Saved entries:
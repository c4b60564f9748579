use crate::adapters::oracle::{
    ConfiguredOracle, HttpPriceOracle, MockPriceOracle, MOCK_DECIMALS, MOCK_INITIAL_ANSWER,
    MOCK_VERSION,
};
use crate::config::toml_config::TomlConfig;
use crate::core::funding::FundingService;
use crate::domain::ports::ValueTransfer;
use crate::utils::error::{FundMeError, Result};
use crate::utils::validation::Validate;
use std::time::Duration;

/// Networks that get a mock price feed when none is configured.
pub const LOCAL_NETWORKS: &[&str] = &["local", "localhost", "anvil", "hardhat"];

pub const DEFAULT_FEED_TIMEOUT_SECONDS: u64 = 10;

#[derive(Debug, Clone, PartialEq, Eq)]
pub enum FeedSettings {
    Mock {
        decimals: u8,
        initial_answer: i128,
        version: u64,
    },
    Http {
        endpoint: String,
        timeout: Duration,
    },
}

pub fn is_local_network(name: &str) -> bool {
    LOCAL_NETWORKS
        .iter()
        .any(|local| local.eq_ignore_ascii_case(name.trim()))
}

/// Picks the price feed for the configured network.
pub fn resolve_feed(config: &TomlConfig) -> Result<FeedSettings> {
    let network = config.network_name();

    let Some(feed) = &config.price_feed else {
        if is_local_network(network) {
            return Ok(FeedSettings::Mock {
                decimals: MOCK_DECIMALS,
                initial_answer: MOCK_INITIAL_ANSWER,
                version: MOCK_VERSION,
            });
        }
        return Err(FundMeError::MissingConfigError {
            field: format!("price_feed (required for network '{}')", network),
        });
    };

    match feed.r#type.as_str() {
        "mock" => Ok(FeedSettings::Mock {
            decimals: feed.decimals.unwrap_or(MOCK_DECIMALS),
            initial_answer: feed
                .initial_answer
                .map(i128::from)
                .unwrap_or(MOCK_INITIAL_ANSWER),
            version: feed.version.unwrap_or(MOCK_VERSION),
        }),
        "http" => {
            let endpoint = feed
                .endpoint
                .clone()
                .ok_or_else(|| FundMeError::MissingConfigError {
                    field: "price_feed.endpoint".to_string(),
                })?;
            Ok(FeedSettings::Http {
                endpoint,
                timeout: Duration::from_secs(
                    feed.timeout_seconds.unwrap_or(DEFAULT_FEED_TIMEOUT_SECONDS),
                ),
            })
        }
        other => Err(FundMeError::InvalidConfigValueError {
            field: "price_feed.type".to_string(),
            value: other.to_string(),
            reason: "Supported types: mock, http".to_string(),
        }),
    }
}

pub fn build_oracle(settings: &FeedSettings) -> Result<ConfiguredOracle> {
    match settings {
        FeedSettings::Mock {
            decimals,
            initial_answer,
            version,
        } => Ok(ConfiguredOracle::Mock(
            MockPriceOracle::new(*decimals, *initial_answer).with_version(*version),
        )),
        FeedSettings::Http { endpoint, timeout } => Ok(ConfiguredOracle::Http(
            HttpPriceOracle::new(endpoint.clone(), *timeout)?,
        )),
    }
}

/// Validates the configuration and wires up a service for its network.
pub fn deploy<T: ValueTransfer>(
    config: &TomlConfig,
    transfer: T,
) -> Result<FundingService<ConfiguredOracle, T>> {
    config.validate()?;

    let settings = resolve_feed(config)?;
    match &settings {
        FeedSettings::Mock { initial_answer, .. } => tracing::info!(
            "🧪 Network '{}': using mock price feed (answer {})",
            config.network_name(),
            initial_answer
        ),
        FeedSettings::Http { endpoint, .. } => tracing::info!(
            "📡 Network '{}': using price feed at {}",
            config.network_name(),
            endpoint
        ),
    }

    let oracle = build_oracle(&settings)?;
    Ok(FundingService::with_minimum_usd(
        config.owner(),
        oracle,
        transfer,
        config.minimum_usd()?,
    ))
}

==

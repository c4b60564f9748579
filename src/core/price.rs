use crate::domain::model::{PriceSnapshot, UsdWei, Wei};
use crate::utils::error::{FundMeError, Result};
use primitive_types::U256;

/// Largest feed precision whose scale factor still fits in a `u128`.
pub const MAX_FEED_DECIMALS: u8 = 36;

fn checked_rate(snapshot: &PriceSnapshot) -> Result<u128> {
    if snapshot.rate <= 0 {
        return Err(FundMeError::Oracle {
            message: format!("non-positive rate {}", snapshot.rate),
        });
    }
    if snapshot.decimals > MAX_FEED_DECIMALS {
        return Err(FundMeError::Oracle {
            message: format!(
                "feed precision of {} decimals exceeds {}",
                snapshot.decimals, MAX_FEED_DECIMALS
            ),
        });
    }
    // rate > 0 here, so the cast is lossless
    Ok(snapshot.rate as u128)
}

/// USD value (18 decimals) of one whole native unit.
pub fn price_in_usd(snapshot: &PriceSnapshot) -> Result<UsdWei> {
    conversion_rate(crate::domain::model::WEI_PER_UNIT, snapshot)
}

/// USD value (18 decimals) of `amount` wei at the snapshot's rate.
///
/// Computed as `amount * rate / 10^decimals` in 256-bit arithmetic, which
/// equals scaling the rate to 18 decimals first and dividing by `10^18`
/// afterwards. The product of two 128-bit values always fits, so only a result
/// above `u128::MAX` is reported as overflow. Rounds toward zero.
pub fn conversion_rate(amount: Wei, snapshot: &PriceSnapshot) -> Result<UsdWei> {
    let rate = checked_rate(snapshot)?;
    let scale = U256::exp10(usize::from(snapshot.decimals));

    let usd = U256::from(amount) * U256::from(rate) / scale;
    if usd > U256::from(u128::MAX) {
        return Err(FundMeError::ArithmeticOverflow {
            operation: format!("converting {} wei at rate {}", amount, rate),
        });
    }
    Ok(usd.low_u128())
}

* * *

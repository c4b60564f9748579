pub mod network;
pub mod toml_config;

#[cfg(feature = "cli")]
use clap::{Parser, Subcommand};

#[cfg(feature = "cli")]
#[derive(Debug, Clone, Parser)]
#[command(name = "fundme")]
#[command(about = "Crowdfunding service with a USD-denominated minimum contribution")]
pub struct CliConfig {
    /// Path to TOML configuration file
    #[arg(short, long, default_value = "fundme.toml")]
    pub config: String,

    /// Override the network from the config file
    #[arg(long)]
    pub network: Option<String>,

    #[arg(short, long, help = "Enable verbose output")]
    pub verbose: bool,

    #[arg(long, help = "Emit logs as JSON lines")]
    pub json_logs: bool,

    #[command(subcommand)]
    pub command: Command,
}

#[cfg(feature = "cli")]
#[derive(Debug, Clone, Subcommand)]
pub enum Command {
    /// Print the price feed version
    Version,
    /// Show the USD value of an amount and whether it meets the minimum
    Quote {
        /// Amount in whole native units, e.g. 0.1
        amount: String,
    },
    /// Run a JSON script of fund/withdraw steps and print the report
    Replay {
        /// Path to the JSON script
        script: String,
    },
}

* [ACTIVITY]: Where a line of the entries above holds the word "script", return that line.

* [RESULT]:
    /// Run a JSON script of fund/withdraw steps and print the report
        /// Path to the JSON script
        script: String,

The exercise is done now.